▶ [Exercise directions] For the entries that follow, restate word for word the line containing "const CURVE: Rgba = Rgba::rgb(0x8b, 0x00, 0x00);", the line containing "const POINT_BODY: Rgba", and every line that lies between them.

Stored items from a collection:
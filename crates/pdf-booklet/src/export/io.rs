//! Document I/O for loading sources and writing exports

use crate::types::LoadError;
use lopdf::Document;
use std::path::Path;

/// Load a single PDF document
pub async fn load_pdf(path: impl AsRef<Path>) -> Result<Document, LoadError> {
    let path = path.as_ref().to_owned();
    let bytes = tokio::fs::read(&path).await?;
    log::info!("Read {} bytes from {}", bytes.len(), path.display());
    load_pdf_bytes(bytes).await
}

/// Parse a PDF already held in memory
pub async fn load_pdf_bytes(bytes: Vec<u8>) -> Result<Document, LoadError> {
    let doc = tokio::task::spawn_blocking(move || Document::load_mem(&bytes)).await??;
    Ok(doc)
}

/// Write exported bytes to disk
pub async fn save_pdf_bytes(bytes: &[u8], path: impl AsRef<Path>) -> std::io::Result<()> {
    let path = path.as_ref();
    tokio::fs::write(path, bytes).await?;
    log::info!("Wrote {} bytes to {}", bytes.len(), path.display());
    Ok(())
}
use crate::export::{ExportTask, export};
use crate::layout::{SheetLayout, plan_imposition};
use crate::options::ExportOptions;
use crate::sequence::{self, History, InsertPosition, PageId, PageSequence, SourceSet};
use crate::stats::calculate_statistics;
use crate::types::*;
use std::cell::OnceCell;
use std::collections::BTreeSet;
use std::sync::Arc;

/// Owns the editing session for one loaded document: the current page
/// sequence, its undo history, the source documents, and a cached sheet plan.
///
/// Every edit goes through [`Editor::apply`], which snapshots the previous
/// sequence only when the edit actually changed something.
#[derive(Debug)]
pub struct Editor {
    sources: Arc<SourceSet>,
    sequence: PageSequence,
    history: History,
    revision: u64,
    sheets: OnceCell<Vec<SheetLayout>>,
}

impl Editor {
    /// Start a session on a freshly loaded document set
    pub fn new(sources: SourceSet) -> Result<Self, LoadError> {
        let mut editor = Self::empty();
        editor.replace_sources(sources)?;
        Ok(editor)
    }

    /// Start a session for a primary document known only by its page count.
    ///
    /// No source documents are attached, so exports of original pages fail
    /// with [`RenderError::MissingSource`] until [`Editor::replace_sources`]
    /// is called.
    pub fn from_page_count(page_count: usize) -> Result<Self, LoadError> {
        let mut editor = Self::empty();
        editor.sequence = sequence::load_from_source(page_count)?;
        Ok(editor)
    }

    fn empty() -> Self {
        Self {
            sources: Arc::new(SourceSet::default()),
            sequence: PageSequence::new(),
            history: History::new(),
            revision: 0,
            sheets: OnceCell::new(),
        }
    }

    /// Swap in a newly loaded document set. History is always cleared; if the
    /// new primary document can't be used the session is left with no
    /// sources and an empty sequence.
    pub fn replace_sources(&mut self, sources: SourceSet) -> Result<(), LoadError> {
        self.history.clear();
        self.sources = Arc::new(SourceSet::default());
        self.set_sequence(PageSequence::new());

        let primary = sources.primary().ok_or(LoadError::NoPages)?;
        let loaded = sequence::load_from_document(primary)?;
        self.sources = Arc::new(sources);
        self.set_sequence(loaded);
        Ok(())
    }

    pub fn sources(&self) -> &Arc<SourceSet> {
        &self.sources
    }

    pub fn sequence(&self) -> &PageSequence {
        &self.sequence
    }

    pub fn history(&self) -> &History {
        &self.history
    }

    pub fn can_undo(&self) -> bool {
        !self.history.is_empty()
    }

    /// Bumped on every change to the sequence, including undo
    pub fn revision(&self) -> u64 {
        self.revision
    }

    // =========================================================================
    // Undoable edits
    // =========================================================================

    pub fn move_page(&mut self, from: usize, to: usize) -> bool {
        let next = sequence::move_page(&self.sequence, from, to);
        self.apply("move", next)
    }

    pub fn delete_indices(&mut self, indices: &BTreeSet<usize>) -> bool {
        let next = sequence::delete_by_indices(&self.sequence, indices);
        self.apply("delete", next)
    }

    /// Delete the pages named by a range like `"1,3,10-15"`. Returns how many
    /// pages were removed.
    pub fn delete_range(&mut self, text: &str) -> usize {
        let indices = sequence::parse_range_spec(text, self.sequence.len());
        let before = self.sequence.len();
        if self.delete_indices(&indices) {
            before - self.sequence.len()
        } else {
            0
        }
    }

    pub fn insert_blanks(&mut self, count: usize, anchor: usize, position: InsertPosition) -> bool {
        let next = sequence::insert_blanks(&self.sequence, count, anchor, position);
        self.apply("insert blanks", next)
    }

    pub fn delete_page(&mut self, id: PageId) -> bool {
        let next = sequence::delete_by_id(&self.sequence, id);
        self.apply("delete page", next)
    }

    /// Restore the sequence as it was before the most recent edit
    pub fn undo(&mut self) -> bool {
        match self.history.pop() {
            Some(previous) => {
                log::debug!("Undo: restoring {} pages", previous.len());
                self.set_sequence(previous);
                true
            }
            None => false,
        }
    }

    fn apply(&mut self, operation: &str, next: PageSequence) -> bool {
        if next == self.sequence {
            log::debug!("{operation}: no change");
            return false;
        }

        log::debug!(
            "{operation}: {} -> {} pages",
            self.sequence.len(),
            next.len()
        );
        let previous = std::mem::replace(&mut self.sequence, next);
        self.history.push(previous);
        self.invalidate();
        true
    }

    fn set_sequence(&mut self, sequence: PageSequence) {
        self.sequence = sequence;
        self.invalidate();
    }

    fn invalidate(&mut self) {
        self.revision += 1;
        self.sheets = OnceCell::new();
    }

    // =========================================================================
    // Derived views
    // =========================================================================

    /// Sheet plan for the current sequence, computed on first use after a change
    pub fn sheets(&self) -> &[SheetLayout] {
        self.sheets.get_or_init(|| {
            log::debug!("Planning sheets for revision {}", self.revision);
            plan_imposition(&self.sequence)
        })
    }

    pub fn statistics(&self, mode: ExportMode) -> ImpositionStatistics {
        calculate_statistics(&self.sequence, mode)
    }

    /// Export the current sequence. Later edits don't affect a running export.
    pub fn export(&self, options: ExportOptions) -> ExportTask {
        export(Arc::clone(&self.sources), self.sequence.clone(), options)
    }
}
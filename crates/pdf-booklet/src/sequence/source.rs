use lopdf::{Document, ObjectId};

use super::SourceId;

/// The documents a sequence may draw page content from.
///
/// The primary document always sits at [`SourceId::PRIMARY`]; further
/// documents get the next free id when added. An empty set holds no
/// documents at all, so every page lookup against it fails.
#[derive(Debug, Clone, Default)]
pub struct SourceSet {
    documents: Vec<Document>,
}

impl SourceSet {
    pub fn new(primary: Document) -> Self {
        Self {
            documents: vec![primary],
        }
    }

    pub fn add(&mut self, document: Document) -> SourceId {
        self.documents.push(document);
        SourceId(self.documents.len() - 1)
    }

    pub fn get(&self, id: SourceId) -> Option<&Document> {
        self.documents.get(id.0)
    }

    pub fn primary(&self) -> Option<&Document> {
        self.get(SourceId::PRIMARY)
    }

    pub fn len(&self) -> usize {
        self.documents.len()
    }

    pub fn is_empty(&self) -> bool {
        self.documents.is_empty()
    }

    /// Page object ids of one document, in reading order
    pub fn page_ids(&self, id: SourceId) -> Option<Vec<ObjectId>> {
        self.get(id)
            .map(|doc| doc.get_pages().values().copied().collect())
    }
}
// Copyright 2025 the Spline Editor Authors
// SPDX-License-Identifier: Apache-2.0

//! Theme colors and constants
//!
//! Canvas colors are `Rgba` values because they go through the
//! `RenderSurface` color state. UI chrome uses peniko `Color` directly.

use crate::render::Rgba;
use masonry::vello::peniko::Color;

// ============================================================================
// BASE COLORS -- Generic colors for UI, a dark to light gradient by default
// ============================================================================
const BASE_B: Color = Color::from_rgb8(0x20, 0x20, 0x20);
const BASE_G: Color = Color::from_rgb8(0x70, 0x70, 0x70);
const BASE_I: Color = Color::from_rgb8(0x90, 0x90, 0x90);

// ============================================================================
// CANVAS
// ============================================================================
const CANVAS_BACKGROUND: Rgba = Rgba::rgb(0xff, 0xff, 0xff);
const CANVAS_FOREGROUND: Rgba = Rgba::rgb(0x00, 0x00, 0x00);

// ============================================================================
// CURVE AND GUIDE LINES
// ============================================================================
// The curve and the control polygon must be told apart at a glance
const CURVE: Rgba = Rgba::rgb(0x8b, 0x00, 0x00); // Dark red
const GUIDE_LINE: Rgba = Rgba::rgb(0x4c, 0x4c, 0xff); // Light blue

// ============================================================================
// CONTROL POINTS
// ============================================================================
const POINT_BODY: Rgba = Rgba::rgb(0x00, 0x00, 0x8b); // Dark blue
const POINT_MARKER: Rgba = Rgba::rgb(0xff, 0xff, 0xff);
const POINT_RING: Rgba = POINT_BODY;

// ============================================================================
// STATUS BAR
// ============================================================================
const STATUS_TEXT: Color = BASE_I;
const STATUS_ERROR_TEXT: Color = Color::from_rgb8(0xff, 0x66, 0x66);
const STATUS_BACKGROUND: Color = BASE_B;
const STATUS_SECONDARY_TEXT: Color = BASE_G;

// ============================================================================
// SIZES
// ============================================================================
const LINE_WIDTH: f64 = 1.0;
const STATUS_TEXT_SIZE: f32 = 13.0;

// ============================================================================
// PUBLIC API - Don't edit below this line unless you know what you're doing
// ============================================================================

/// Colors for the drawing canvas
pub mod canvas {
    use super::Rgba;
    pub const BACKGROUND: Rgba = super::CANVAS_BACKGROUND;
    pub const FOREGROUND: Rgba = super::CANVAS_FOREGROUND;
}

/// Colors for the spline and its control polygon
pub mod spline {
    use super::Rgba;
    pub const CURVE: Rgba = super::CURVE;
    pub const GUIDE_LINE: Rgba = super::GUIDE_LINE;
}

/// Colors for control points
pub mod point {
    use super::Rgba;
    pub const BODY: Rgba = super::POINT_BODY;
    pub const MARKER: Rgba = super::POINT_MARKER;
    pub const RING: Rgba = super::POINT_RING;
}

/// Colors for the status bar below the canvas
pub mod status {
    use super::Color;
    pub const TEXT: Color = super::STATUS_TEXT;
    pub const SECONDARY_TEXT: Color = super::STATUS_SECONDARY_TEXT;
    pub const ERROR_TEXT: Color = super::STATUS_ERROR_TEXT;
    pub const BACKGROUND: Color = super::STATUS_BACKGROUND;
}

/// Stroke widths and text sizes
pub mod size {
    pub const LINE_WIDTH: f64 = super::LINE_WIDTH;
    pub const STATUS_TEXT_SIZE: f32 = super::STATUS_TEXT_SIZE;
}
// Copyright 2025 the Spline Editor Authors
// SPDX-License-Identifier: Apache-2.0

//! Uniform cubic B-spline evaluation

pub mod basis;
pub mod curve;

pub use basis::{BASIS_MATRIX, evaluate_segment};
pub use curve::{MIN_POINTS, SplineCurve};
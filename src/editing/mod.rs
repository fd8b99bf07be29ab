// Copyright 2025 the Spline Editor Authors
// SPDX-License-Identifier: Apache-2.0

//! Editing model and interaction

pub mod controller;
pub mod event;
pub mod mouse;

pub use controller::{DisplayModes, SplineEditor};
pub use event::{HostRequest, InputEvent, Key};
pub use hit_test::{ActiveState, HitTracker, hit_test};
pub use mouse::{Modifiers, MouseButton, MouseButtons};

▶ [Problem solution]
const CURVE: Rgba = Rgba::rgb(0x8b, 0x00, 0x00); // Dark red
const GUIDE_LINE: Rgba = Rgba::rgb(0x4c, 0x4c, 0xff); // Light blue

// ============================================================================
// CONTROL POINTS
// ============================================================================
const POINT_BODY: Rgba = Rgba::rgb(0x00, 0x00, 0x8b); // Dark blue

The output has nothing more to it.